Stored data:
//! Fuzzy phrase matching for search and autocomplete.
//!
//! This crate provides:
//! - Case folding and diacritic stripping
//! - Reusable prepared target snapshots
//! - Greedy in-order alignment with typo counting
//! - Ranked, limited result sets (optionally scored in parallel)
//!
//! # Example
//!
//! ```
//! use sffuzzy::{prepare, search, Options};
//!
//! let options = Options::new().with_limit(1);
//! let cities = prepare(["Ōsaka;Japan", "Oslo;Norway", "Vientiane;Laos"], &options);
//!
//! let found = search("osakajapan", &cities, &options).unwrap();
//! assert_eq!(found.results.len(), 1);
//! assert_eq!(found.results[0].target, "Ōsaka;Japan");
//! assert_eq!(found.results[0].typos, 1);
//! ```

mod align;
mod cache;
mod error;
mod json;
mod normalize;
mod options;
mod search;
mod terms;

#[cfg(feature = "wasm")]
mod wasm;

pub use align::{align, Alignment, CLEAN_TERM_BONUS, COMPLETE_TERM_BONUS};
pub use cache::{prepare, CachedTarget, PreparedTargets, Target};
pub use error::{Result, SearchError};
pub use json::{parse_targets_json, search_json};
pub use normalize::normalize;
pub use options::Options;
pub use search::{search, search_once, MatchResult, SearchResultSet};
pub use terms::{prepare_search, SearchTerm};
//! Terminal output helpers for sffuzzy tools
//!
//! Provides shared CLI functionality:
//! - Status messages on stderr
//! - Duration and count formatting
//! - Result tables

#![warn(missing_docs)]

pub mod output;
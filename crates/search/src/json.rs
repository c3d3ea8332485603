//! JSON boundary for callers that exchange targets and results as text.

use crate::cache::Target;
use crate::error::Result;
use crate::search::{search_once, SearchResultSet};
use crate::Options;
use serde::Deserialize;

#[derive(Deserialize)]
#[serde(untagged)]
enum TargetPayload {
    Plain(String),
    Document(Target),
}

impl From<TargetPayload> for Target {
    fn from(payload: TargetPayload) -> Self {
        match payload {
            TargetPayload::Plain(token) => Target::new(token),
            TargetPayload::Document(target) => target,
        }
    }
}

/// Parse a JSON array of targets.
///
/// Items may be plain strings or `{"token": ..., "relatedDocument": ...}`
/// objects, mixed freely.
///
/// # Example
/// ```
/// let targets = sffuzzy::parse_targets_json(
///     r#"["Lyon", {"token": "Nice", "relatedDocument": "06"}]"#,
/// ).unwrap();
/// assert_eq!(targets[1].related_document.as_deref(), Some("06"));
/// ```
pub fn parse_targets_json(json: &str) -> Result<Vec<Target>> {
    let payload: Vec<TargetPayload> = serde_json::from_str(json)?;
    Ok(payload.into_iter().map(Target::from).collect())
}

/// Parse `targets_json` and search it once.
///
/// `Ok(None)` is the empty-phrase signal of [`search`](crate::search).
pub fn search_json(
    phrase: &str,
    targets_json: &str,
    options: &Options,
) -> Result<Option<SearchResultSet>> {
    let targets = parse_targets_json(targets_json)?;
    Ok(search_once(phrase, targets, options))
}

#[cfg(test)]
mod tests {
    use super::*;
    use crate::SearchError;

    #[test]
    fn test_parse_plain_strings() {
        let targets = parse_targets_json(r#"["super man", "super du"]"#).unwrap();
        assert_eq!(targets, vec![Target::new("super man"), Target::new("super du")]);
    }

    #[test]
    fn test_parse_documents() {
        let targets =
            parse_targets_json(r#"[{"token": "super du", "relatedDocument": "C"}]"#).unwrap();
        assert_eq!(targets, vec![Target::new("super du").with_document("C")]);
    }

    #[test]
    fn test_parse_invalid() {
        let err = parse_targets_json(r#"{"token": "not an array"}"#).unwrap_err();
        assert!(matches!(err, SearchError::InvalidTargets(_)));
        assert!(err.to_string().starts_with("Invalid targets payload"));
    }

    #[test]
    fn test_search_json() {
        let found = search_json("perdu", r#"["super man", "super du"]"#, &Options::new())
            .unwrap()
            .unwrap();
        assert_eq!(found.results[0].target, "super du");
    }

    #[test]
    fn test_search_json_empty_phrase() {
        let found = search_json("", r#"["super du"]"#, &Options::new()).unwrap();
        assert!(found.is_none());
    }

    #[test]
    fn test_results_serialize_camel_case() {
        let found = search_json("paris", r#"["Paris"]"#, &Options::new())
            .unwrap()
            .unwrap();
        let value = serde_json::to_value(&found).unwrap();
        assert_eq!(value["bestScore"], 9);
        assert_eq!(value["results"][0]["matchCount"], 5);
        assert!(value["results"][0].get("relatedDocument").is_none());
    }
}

---

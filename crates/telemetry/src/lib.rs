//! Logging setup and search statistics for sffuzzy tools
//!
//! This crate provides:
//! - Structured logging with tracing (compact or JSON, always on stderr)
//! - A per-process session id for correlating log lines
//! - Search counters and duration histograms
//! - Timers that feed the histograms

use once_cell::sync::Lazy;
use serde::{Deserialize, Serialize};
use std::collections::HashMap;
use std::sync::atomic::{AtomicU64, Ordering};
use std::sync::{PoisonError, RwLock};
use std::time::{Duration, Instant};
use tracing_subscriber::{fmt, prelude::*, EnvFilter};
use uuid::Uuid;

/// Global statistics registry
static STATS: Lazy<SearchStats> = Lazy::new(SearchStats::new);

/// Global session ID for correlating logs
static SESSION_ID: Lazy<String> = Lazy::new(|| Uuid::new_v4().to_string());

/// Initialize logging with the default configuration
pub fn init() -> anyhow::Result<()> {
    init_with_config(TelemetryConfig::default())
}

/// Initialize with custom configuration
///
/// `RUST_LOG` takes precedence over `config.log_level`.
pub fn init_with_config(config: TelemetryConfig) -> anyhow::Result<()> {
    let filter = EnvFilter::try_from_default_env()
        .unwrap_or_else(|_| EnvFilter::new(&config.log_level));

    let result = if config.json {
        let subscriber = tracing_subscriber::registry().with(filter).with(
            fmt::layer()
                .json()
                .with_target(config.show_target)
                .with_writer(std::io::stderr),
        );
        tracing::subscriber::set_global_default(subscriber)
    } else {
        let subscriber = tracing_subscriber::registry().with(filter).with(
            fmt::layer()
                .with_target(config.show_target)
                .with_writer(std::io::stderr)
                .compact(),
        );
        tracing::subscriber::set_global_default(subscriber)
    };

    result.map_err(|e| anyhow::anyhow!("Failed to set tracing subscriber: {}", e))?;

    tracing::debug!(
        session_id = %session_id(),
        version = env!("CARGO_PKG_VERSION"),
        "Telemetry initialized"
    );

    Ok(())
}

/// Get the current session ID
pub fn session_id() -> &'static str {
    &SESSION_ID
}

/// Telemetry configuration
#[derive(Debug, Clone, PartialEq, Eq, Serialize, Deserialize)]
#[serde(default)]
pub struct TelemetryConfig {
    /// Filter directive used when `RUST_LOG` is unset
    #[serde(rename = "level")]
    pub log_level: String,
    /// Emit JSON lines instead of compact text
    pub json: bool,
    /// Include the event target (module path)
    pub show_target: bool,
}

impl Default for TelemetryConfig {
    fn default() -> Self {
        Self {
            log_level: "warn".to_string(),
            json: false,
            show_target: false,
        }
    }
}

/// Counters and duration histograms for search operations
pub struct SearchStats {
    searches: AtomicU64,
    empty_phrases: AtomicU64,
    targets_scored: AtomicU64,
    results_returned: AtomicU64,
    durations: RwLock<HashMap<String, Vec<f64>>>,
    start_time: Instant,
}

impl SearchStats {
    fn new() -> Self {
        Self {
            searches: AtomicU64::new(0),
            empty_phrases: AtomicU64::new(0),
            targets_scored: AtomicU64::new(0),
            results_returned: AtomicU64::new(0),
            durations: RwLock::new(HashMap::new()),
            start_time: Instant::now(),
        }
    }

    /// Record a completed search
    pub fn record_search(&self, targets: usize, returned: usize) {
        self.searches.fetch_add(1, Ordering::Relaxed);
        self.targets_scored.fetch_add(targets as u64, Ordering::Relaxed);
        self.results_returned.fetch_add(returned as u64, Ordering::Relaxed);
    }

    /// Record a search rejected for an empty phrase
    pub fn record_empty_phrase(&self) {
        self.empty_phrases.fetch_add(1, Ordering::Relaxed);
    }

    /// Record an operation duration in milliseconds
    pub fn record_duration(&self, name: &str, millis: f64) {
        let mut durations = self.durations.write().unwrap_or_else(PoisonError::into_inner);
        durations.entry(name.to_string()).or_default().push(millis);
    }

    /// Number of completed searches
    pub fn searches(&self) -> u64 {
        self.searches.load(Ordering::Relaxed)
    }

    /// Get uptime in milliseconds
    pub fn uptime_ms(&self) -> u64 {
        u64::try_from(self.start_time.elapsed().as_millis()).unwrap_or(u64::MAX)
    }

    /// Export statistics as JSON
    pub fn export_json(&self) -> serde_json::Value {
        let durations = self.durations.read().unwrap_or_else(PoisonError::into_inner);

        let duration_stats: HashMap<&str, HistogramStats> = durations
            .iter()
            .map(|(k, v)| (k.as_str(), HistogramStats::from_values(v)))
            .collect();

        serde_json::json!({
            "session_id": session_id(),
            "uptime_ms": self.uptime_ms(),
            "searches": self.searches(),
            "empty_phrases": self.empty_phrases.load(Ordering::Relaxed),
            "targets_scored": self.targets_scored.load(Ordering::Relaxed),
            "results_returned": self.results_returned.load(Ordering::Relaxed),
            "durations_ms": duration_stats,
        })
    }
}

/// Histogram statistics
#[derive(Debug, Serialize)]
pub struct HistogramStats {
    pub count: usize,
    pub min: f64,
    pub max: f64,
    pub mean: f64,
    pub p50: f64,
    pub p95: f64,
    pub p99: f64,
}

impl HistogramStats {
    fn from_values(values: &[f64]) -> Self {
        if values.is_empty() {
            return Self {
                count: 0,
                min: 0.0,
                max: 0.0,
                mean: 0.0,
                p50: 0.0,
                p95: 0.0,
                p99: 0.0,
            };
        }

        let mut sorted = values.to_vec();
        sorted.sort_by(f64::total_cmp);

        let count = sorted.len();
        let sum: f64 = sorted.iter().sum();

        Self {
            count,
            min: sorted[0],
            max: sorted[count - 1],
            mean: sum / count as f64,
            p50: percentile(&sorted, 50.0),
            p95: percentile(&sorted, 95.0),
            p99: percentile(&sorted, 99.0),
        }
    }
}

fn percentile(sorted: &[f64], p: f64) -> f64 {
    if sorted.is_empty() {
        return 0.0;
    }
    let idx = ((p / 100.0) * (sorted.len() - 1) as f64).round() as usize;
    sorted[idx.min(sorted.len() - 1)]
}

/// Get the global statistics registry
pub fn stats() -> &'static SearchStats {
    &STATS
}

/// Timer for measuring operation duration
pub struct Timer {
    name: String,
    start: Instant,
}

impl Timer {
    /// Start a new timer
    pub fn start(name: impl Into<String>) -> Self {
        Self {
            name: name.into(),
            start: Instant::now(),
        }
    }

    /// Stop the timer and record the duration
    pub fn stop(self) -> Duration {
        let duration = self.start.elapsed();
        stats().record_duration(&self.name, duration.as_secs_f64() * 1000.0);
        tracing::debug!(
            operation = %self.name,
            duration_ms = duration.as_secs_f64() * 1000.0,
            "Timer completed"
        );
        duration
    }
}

**Task to complete**
The answer should be one number, namely how many lines of the entries above include the string "mean".

**Response**
3